The Gilded Age Revisited: Property from a Distinguished American Collection

The Gilded Age Revisited: Property from a Distinguished American Collection

View full screen - View 1 of Lot 788. Henri Fantin-Latour | PÊCHES.

Henri Fantin-Latour | PÊCHES

Auction Closed

February 2, 06:45 PM GMT

Estimate

120,000 - 180,000 USD

Lot Details

Description

Henri Fantin-Latour

1836 - 1904

PÊCHES


Signed Fantin. and dated 66 (upper right)

Oil on canvas

10 1/8 by 15 3/4 in.

25.7 by 40 cm

Painted in 1866.


This painting will be included in the catalogue raisonné of Fantin-Latour’s paintings and pastels by Galerie Brame & Lorenceau now in preparation.

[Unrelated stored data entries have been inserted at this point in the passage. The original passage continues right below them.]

//! Silverbox-style System Identification with the Adjoint Method
//!
//! A forced, weakly nonlinear oscillator
//!
//! ```text
//! h' = -m
//! m' = W [h, 0.01 h^3, u(t)] - gamma m
//! ```
//!
//! is driven by a sampled input signal `u`. A reference system generates the
//! observed positions; a fresh heavy-ball node is fitted to them with adjoint
//! gradients, and the lift producing the initial velocity is trained through
//! the returned initial-state gradient.
//!
//! Run with `cargo run --example silverbox`.

use burn::backend::{Autodiff, NdArray};
use burn::module::Module;
use burn::nn::{Initializer, Linear, LinearConfig};
use burn::optim::{AdamConfig, GradientsParams, Optimizer};
use burn::tensor::backend::Backend;
use burn::tensor::{ElementConversion, Tensor, TensorData};
use hbnode::prelude::*;

type InnerBackend = NdArray<f32>;
type TrainBackend = Autodiff<InnerBackend>;

const SAMPLES: usize = 64;
const HORIZON: usize = 16;
const EPOCHS: usize = 40;
const LEARNING_RATE: f64 = 1e-2;

/// Restoring force with a cubic term and an exogenous input.
#[derive(Module, Debug)]
struct ForcedField<B: Backend> {
    fc: Linear<B>,
    signal: SampledSignal<B>,
}

impl<B: Backend> ForcedField<B> {
    fn new(signal: SampledSignal<B>, initializer: Initializer, device: &B::Device) -> Self {
        Self {
            fc: LinearConfig::new(3, 1)
                .with_bias(false)
                .with_initializer(initializer)
                .init(device),
            signal,
        }
    }
}

impl<B: Backend> VectorField<B, 3> for ForcedField<B> {
    fn evaluate(&mut self, t: f64, x: Tensor<B, 3>) -> Result<Tensor<B, 3>> {
        let [batch, _, _] = x.dims();
        let u = self.signal.at(t).reshape([1, 1, 1]).repeat_dim(0, batch);
        let cubic = x.clone().mul(x.clone()).mul(x.clone()).mul_scalar(0.01);
        Ok(self.fc.forward(Tensor::cat(vec![x, cubic, u], 2)))
    }
}

fn input_signal<B: Backend>(device: &B::Device) -> Result<SampledSignal<B>> {
    let values: Vec<f32> = (0..SAMPLES)
        .map(|k| {
            let t = k as f32;
            (0.3 * t).sin() + 0.5 * (0.11 * t + 1.0).sin()
        })
        .collect();
    let samples = Tensor::from_data(TensorData::new(values, [SAMPLES, 1]), device);
    SampledSignal::new(samples)
}

/// Positions of the reference system at `times`, as `[1, 2, 1]` with a zero
/// momentum slot.
fn observations(
    signal: SampledSignal<InnerBackend>,
    times: &[f64],
) -> Result<Vec<Tensor<InnerBackend, 3>>> {
    let device = Default::default();
    let field = ForcedField::new(signal, Initializer::Constant { value: -0.8 }, &device);
    let node = OdeNodeConfig::heavy_ball()
        .with_gamma_guess(0.0)
        .init::<InnerBackend, _>(field, &device)?;
    let mut integrator = IntegratorConfig::new()
        .with_tol(1e-5)
        .with_evaluation_times(times.to_vec())
        .init(node)?;

    let x0 = Tensor::<InnerBackend, 3>::from_floats([[[0.5], [0.0]]], &device);
    let mask = position_mask(&device);
    let out = integrator.integrate(x0)?;
    Ok(out
        .trajectory
        .into_states()
        .into_iter()
        .map(|state| state * mask.clone())
        .collect())
}

fn position_mask(device: &<InnerBackend as Backend>::Device) -> Tensor<InnerBackend, 3> {
    Tensor::from_floats([[[1.0], [0.0]]], device)
}

fn main() -> Result<()> {
    println!("=== Silverbox-style Identification (adjoint) ===\n");

    let device = Default::default();
    let times: Vec<f64> = (0..=HORIZON).map(|t| t as f64).collect();
    let targets = observations(input_signal::<InnerBackend>(&device)?, &times)?;
    let mask = position_mask(&device);

    let field = ForcedField::new(
        input_signal::<TrainBackend>(&device)?,
        Initializer::Uniform {
            min: -0.5,
            max: 0.5,
        },
        &device,
    );
    let node = OdeNodeConfig::heavy_ball().init::<TrainBackend, _>(field, &device)?;
    let mut integrator = IntegratorConfig::new()
        .with_tol(1e-4)
        .with_adjoint(true)
        .with_evaluation_times(times.clone())
        .init(node)?;
    let mut lift = InitialVelocityConfig::new(1, 1).init::<TrainBackend>(&device)?;

    let mut node_optim = AdamConfig::new().init();
    let mut lift_optim = AdamConfig::new().init();

    // observed initial position
    let y0 = Tensor::<TrainBackend, 2>::from_floats([[0.5]], &device);
    let scale = 1.0 / times.len() as f64;

    for epoch in 1..=EPOCHS {
        integrator.node_mut().reset_nfe();
        let x0 = lift.forward(y0.clone())?;
        let out = integrator.integrate(x0.clone())?;

        let mut loss = 0.0f32;
        let mut trajectory_grads = Vec::with_capacity(times.len());
        for (state, target) in out.trajectory.states().iter().zip(&targets) {
            let error = (state.clone().inner() - target.clone()) * mask.clone();
            loss += error.clone().powf_scalar(2.0).sum().into_scalar().elem::<f32>();
            trajectory_grads.push(Some(error.mul_scalar(2.0 * scale)));
        }
        loss *= scale as f32;
        let forward_nfe = integrator.nfe();

        let grads = integrator.adjoint_backward(&out, &trajectory_grads, None)?;
        let node_grads = grads.params;
        integrator = integrator.map_node(|node| node_optim.step(LEARNING_RATE, node, node_grads));

        // chain the initial-state gradient into the lift
        let seed = Tensor::<TrainBackend, 3>::from_inner(grads.initial_state);
        let lift_grads = GradientsParams::from_grads((x0 * seed).sum().backward(), &lift);
        lift = lift_optim.step(LEARNING_RATE, lift, lift_grads);

        if epoch % 5 == 0 || epoch == 1 {
            println!(
                "epoch {:>3} | mse {:.5} | forward nfe {:>4} | total nfe {:>5}",
                epoch,
                loss,
                forward_nfe,
                integrator.nfe()
            );
        }
    }

    println!("\n=== Done ===");
    Ok(())
}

Fantin-Latour’s still-life paintings were first exhibited at the Royal Academy in London in 1864. His early works were marked by a purity and simplicity of composition. In his review of the Salon of 1889, Émile Zola described the artist's work as follows: "The canvases of M. Fantin-Latour do not assault your eyes, they do not leap at you from the walls. They must be looked at for a length of time in order to penetrate them and their conscientiousness, their simple truth—you take these in entirely, and then you return” (Émile Zola, quoted in Edward Lucie-Smith, Henri Fantin-Latour, New York, 1977, p. 37). Collectors throughout Europe marveled at the extraordinary clarity and perfection of detail in Fantin-Latour's works. The artist's technique not only shows the influence of many of his close friends, including such contemporaneous Impressionists as Édouard Manet, it also betrays inspiration by the Old Masters he studied at the Louvre, Fantin-Latour was especially drawn to the flower and vanitas painters of the Dutch Golden Age (see fig. 1). The light and airy brushwork seen in Fantin-Latour’s flower paintings yields to a stronger concern for balance of mass and volume when fruit becomes the central subject matter. Nevertheless, Fantin-Latour maintains his usual sense of delicacy, effectively contrasting the weighty rotund forms of the peaches with the linear creases of the white linen tablecloth. In a display of his mastery of texture, Fantin-Latour has nestled the peaches amidst a bed of leaves, with the twigs comprising a basket visible underneath.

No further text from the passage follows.